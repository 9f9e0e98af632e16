//! Portfolio UI Components
//!
//! Dioxus components for the portfolio page's presentation helpers. Each
//! effect keeps its state in a `portfolio-core` state machine and owns the
//! timer or viewport callback that drives it, so unmounting a component
//! also cancels its work.
//!
//! ## Effects
//!
//! - **Reveal**: one-shot entrance transition when an element first scrolls
//!   into view
//! - **TypingText**: character-by-character reveal with a blinking caret
//! - **RotatingText**: fixed-interval rotation through a list of labels
//! - **Marquee**: infinitely looping strip of duplicated items
//! - **Particles**: seeded field of drifting dots behind the hero
//!
//! Colours and keyframes live in the application stylesheet; components
//! only emit class names and inline motion styles.

pub mod components;
pub mod timer;

pub use components::*;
......
### [Task statement]
The material above should be retyped in full, exactly as given.

### [Task answer]
repository 9f9e0e98af632e16
//! Portfolio UI Components
//!
//! Dioxus components for the portfolio page's presentation helpers. Each
//! effect keeps its state in a `portfolio-core` state machine and owns the
//! timer or viewport callback that drives it, so unmounting a component
//! also cancels its work.
//!
//! ## Effects
//!
//! - **Reveal**: one-shot entrance transition when an element first scrolls
//!   into view
//! - **TypingText**: character-by-character reveal with a blinking caret
//! - **RotatingText**: fixed-interval rotation through a list of labels
//! - **Marquee**: infinitely looping strip of duplicated items
//! - **Particles**: seeded field of drifting dots behind the hero
//!
//! Colours and keyframes live in the application stylesheet; components
//! only emit class names and inline motion styles.

pub mod components;
pub mod timer;

pub use components::*;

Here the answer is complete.